REQUIREMENT
The result should be every line of the listing that contains "ServerConfig".

MATERIAL FOR THIS TASK
BEGIN

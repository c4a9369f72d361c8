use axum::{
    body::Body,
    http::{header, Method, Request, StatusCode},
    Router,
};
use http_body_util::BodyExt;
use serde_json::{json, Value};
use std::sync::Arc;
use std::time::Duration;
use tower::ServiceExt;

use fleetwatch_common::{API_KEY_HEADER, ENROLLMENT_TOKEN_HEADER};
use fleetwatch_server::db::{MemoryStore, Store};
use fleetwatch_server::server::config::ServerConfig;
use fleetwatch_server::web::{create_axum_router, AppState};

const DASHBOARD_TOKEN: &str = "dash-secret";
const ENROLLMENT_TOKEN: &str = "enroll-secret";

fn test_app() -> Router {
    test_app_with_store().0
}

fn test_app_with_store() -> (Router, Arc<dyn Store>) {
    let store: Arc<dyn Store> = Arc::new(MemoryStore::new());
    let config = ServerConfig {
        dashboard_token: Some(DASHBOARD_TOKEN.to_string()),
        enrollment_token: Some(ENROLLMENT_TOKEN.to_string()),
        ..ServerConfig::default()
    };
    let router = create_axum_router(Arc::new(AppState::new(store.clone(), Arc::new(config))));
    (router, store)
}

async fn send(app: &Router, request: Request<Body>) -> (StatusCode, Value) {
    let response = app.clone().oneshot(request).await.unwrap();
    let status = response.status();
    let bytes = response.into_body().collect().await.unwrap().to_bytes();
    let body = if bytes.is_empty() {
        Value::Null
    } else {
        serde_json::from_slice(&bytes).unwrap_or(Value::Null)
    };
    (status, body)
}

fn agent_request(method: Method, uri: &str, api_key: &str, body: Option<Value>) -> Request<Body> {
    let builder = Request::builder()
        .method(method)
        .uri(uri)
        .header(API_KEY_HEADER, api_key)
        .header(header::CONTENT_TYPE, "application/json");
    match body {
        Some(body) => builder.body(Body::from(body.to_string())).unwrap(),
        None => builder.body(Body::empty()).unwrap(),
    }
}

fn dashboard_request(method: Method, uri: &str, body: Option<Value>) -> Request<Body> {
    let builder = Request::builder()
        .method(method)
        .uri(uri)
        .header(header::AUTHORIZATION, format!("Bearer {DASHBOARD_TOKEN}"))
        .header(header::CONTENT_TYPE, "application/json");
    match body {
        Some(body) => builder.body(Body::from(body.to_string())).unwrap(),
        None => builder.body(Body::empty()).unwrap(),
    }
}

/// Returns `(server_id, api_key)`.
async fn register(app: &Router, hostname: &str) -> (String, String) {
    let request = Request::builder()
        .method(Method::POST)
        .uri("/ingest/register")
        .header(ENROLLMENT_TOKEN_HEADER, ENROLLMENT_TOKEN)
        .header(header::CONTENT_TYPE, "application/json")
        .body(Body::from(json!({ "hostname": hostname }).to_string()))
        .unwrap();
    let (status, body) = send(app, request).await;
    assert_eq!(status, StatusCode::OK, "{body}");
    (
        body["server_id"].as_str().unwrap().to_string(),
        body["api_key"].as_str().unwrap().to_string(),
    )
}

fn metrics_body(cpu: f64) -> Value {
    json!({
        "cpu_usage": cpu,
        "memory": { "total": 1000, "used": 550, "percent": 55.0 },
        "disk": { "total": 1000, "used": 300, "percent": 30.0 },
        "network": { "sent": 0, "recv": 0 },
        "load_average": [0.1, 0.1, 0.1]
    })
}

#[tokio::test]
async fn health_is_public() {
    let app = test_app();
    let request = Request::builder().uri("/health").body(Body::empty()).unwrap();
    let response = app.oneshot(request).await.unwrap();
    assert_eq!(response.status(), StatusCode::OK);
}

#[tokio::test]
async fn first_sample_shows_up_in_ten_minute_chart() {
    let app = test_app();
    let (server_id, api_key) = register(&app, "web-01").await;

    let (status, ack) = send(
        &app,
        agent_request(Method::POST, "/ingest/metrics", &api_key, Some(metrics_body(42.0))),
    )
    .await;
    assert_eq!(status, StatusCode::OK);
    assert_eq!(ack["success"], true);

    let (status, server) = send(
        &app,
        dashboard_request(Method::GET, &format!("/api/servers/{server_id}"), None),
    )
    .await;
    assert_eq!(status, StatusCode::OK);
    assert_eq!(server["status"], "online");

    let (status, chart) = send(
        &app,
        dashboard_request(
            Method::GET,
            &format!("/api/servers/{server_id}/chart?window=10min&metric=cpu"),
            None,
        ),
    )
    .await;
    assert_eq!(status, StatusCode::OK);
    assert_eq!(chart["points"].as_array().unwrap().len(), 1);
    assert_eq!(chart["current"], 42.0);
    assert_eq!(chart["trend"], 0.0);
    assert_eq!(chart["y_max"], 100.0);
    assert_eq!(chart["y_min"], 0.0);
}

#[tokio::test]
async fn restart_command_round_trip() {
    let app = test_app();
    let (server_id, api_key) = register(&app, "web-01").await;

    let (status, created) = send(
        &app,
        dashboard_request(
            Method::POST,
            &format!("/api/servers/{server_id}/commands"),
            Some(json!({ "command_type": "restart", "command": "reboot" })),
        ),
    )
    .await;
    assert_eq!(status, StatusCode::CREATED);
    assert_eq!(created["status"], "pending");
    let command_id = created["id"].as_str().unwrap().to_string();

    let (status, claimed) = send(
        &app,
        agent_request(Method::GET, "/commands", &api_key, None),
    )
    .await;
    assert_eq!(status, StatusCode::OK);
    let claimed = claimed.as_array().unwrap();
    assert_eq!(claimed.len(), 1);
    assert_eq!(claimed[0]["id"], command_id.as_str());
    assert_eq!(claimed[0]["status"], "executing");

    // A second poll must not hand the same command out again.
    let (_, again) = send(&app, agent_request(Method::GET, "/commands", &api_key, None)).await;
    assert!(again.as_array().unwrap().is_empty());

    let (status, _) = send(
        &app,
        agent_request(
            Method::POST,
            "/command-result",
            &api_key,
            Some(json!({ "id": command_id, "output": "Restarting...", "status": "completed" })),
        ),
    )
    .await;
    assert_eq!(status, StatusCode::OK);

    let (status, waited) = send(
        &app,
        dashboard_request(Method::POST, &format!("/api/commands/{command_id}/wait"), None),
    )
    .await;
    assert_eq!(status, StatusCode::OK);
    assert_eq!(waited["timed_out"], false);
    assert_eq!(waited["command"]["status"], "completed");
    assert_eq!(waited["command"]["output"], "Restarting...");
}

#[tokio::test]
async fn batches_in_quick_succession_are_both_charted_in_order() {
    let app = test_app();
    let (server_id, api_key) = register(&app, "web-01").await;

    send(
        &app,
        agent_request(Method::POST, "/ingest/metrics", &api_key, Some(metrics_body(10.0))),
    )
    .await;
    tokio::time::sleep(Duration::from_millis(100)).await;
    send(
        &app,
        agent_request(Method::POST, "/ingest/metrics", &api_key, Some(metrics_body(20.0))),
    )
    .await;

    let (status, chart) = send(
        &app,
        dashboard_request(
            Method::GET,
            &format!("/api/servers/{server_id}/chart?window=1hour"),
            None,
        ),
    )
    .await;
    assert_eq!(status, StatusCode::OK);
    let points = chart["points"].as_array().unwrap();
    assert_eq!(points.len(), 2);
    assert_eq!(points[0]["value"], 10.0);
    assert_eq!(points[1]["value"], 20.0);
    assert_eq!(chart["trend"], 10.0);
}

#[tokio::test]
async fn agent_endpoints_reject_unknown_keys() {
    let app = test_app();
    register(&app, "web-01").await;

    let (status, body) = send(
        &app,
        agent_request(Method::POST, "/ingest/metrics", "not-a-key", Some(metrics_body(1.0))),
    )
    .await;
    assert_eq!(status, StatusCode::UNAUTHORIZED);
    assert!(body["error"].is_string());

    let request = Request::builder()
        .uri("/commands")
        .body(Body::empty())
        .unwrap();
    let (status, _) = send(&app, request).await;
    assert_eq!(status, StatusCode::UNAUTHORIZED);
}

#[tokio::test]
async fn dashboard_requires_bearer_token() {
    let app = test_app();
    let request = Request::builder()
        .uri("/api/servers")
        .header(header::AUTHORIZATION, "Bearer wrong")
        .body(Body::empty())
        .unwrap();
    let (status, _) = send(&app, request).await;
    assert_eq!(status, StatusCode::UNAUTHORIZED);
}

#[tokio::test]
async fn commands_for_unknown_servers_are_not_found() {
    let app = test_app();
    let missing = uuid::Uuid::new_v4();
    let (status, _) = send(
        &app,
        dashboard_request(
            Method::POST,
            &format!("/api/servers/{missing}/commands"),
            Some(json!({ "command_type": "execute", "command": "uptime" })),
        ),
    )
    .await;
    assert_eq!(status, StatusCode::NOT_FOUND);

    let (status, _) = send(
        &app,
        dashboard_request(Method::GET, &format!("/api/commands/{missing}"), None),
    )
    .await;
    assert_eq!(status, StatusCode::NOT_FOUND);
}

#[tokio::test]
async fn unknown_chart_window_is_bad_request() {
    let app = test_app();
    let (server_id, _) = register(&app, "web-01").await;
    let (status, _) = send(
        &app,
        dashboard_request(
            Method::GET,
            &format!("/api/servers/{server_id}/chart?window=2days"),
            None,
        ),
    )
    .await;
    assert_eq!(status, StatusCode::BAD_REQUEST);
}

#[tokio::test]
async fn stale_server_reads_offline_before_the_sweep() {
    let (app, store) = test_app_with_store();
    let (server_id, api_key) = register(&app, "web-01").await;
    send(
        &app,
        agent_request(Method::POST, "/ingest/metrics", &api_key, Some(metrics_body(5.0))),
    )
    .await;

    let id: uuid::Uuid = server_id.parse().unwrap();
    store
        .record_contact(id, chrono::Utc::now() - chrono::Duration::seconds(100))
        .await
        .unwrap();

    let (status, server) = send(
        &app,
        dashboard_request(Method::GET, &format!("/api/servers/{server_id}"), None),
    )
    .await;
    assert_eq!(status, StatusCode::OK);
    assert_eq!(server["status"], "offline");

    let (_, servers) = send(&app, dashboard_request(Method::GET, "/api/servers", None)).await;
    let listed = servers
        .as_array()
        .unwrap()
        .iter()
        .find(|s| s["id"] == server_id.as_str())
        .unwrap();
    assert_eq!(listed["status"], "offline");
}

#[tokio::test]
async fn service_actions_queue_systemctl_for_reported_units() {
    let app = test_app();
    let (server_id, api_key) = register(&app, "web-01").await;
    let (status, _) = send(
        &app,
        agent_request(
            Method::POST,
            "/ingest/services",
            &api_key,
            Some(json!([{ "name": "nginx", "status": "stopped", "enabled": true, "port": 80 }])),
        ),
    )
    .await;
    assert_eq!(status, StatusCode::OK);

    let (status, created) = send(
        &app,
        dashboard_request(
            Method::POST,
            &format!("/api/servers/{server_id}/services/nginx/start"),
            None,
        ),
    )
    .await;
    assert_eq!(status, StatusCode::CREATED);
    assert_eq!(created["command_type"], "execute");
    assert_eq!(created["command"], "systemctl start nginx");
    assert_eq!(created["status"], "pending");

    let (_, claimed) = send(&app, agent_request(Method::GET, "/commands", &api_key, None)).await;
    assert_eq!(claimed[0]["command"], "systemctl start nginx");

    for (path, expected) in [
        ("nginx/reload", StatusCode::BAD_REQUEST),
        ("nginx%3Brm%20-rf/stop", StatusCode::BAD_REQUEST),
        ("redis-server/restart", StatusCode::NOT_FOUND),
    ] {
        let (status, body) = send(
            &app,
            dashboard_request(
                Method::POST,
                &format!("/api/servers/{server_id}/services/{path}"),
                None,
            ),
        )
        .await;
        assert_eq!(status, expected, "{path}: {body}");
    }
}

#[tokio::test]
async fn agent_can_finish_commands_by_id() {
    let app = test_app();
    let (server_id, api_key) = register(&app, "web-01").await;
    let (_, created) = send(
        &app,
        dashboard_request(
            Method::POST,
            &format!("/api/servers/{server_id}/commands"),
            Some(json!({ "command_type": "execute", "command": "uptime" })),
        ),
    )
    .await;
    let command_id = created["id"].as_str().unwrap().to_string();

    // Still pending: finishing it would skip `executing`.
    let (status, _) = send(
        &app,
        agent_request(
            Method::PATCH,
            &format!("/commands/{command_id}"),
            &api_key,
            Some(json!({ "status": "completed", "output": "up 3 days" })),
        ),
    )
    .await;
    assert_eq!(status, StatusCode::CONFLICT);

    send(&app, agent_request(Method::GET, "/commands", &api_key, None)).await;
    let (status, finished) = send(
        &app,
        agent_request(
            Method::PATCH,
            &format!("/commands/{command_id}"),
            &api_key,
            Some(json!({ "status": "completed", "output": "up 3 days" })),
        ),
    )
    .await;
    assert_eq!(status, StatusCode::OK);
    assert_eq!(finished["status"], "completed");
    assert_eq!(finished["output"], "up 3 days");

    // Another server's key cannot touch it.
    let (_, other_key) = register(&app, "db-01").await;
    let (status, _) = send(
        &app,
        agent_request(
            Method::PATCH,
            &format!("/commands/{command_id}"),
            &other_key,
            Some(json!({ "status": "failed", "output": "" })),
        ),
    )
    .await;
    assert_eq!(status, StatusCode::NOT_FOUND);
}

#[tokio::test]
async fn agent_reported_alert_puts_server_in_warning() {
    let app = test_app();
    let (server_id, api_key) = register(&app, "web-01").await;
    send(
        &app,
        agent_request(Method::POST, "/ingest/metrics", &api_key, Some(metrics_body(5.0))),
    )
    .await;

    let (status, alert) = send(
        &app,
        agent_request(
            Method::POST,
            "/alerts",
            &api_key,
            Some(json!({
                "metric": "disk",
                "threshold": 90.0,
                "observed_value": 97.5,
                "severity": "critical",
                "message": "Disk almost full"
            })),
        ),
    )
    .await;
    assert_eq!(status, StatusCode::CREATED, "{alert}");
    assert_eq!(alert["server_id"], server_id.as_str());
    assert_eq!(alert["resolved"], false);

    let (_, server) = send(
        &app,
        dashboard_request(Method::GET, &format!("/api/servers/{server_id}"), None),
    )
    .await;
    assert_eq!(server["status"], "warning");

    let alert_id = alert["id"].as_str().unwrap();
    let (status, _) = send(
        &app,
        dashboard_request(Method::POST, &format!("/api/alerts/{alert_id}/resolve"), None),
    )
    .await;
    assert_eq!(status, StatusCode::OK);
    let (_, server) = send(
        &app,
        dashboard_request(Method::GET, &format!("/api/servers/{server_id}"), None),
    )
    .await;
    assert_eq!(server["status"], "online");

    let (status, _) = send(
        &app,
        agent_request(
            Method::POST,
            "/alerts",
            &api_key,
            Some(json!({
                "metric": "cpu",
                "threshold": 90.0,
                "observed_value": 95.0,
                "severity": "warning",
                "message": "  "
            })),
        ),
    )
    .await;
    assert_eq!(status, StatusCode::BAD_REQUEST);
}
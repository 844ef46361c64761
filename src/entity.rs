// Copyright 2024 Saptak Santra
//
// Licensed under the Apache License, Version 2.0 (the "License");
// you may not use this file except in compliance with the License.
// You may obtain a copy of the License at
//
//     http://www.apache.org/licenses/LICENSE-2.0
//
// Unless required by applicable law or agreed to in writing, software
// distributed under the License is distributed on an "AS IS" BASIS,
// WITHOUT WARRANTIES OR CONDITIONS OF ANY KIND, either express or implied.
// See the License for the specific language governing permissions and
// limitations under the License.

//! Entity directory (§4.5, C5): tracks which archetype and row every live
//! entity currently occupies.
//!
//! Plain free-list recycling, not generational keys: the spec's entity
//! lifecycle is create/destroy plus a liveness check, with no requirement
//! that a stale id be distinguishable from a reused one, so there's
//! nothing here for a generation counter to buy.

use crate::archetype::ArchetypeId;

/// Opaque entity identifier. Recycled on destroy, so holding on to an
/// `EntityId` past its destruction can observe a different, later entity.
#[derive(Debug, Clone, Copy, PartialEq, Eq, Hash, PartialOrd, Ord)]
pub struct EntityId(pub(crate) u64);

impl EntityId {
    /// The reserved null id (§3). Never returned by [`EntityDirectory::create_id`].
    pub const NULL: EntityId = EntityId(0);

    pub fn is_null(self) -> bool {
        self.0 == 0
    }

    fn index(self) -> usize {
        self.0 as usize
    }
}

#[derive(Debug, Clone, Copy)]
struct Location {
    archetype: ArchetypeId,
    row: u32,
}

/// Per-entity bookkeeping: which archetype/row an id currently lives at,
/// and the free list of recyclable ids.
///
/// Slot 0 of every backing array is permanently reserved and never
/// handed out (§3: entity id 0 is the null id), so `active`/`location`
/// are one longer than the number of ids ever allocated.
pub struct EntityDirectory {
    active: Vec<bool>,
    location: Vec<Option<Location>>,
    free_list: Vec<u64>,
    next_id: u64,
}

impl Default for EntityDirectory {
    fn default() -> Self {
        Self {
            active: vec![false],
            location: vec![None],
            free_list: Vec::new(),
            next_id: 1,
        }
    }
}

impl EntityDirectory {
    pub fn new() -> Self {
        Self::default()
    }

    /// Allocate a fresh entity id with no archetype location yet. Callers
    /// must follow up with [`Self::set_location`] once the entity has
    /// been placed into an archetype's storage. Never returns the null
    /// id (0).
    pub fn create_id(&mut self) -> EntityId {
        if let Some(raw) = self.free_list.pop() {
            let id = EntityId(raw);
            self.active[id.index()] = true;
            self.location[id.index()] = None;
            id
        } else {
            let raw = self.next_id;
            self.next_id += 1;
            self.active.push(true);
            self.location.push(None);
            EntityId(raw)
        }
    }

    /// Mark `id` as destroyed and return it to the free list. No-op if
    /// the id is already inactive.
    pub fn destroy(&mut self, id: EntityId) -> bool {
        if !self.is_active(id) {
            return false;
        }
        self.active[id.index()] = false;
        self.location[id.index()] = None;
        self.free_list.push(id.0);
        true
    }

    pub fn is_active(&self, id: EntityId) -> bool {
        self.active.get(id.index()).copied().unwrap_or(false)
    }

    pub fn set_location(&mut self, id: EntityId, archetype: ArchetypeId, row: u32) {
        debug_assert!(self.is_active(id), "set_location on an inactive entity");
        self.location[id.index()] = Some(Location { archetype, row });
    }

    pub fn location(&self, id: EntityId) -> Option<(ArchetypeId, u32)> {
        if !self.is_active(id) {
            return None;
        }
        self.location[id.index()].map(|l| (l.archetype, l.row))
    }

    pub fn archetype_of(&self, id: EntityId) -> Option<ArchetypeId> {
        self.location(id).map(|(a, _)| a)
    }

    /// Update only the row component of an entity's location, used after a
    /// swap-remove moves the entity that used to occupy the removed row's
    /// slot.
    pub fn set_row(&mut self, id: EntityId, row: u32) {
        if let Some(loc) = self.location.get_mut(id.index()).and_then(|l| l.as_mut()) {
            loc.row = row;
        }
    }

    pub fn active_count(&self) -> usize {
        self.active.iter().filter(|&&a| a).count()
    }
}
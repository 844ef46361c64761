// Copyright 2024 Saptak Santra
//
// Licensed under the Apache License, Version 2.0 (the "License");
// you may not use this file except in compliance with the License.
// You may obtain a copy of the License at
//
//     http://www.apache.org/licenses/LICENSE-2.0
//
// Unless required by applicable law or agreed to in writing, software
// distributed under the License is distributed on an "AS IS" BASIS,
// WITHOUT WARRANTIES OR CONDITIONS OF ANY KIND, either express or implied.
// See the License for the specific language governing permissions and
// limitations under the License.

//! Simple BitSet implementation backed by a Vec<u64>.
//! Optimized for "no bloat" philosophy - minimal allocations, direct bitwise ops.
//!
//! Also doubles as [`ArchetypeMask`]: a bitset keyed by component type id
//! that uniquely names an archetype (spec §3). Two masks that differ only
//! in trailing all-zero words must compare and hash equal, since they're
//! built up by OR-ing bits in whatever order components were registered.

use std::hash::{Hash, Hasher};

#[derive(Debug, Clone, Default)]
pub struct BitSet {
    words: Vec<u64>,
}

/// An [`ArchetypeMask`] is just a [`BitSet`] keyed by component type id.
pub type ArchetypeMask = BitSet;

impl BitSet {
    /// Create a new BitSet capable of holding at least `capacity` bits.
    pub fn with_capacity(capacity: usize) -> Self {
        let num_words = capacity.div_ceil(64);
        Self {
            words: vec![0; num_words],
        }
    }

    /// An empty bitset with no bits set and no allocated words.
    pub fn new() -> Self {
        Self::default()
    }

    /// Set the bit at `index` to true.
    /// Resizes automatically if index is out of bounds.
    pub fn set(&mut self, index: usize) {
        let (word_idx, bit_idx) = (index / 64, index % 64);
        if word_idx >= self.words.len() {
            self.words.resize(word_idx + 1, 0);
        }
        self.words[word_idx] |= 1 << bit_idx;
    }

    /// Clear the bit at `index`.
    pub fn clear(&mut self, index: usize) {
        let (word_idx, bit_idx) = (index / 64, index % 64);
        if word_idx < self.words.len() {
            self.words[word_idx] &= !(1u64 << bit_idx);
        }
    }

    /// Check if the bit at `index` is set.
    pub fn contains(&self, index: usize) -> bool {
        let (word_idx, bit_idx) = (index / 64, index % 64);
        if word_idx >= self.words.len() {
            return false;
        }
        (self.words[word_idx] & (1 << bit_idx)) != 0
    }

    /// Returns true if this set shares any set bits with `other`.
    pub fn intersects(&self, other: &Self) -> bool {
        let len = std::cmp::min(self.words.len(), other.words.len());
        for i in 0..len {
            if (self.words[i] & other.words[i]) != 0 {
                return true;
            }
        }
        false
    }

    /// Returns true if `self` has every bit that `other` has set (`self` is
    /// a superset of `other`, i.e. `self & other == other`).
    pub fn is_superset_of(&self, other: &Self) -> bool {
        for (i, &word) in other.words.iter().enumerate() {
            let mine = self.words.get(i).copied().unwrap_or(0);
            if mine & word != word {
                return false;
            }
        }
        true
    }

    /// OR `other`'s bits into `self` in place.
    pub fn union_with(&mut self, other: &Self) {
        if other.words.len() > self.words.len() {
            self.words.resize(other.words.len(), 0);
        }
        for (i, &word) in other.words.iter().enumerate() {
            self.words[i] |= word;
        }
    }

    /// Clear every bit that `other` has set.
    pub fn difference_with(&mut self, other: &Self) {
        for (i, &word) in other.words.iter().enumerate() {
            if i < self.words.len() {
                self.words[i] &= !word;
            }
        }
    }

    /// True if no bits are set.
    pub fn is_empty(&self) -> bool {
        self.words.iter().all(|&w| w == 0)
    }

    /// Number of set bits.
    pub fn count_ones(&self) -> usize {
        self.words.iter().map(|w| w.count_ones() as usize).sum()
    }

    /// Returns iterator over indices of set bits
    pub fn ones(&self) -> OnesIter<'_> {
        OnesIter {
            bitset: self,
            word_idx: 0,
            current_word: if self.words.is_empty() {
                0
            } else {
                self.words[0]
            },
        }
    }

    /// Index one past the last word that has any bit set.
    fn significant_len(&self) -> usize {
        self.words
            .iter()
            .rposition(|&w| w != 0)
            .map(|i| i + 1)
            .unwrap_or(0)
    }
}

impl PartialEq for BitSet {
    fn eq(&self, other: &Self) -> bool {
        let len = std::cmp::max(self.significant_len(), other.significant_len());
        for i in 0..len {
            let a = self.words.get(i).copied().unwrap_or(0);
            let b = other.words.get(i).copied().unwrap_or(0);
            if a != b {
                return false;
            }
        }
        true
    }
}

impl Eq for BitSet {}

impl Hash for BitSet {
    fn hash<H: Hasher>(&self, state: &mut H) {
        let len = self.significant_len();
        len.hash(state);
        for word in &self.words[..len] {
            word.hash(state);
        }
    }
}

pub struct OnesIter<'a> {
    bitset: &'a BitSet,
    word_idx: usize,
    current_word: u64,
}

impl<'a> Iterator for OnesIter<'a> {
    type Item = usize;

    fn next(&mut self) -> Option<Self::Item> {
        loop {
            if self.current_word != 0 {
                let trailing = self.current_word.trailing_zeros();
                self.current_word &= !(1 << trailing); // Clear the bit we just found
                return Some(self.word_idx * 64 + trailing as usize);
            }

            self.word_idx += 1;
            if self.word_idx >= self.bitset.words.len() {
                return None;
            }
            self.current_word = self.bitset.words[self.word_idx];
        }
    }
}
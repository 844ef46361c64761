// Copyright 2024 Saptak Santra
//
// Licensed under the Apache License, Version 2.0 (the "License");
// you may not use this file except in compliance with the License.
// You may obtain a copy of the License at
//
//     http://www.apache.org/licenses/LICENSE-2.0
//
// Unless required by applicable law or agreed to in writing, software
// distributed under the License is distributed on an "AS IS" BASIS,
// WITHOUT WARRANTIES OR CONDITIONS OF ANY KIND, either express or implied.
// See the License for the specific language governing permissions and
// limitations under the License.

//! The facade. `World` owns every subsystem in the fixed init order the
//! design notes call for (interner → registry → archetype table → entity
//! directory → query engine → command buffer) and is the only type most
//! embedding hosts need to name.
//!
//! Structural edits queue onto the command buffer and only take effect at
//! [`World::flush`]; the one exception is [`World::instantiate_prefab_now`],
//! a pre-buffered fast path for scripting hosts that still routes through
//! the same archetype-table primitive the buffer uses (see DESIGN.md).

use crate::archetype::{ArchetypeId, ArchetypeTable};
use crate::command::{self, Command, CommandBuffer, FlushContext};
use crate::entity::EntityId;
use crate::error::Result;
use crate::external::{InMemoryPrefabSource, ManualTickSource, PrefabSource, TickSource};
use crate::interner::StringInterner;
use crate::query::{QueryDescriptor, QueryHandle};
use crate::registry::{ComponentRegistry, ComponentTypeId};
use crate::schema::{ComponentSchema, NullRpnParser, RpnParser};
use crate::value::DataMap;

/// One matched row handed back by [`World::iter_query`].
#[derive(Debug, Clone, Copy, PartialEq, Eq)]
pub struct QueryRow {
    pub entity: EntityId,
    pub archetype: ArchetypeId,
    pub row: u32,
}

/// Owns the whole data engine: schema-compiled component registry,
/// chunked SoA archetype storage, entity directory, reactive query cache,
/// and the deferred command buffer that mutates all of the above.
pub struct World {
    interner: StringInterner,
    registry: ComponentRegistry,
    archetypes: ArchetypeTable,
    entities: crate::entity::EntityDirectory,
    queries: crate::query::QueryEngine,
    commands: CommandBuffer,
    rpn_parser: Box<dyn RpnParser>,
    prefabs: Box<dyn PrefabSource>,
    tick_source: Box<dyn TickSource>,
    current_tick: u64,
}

END

EXERCISE OUTPUT
use fleetwatch_server::server::config::ServerConfig;
    let config = ServerConfig {
        ..ServerConfig::default()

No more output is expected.